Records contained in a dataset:

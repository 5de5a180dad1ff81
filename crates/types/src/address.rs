use serde::{Deserialize, Serialize};
use std::fmt;

/// Errors that can occur when parsing a statechain address string.
#[derive(Debug, thiserror::Error)]
pub enum AddressError {
    #[error("address must start with 'sc'")]
    InvalidPrefix,
    #[error("address must be {expected} characters, got {actual}")]
    InvalidLength { expected: usize, actual: usize },
    #[error("address payload is not valid hexadecimal")]
    InvalidHex(#[from] hex::FromHexError),
    #[error("address payload must be exactly 20 bytes")]
    InvalidPayloadLength,
}

/// Number of raw bytes contained in an account address.
pub const ADDRESS_BYTES: usize = 20;
/// Human readable prefix carried by every encoded address.
pub const ADDRESS_PREFIX: &str = "sc";
/// Expected string length of an encoded address (prefix + 40 hex chars).
pub const ADDRESS_STRING_LENGTH: usize = ADDRESS_PREFIX.len() + ADDRESS_BYTES * 2;

/// Encode a raw account identifier into the human readable statechain format.
///
/// The encoded address always begins with `sc` followed by the hexadecimal
/// representation of the raw bytes.
pub fn encode_address(bytes: &[u8; ADDRESS_BYTES]) -> String {
    let mut encoded = String::with_capacity(ADDRESS_STRING_LENGTH);
    encoded.push_str(ADDRESS_PREFIX);
    encoded.push_str(&hex::encode(bytes));
    encoded
}

/// Attempt to decode a human readable address string into the raw bytes.
pub fn decode_address(address: &str) -> Result<[u8; ADDRESS_BYTES], AddressError> {
    if !address.starts_with(ADDRESS_PREFIX) {
        return Err(AddressError::InvalidPrefix);
    }

    if address.len() != ADDRESS_STRING_LENGTH {
        return Err(AddressError::InvalidLength {
            expected: ADDRESS_STRING_LENGTH,
            actual: address.len(),
        });
    }

    let payload = &address[ADDRESS_PREFIX.len()..];
    let decoded = hex::decode(payload)?;

    let bytes: [u8; ADDRESS_BYTES] = decoded
        .try_into()
        .map_err(|_| AddressError::InvalidPayloadLength)?;

    Ok(bytes)
}

/// Check whether the provided string is a valid statechain address.
pub fn is_valid_address(address: &str) -> bool {
    decode_address(address).is_ok()
}

/// Fixed-length account address, serialised as its string form in JSON.
#[derive(Debug, Clone, Copy, PartialEq, Eq, PartialOrd, Ord, Hash, Serialize, Deserialize)]
#[serde(try_from = "String", into = "String")]
pub struct Address(pub [u8; ADDRESS_BYTES]);

impl Address {
    /// Raw address bytes.
    pub fn as_bytes(&self) -> &[u8; ADDRESS_BYTES] {
        &self.0
    }
}

impl From<[u8; ADDRESS_BYTES]> for Address {
    fn from(value: [u8; ADDRESS_BYTES]) -> Self {
        Address(value)
    }
}

impl From<Address> for String {
    fn from(value: Address) -> Self {
        encode_address(&value.0)
    }
}

impl TryFrom<String> for Address {
    type Error = AddressError;

    fn try_from(value: String) -> Result<Self, Self::Error> {
        decode_address(&value).map(Address)
    }
}

impl fmt::Display for Address {
    fn fmt(&self, f: &mut fmt::Formatter<'_>) -> fmt::Result {
        f.write_str(&encode_address(&self.0))
    }
}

• _TASK DESCRIPTION_: Whichever lines of the records above hold the word "InvalidPrefix" should all be copied out.

• _ANSWER TO THE EXERCISE_:
    InvalidPrefix,
        return Err(AddressError::InvalidPrefix);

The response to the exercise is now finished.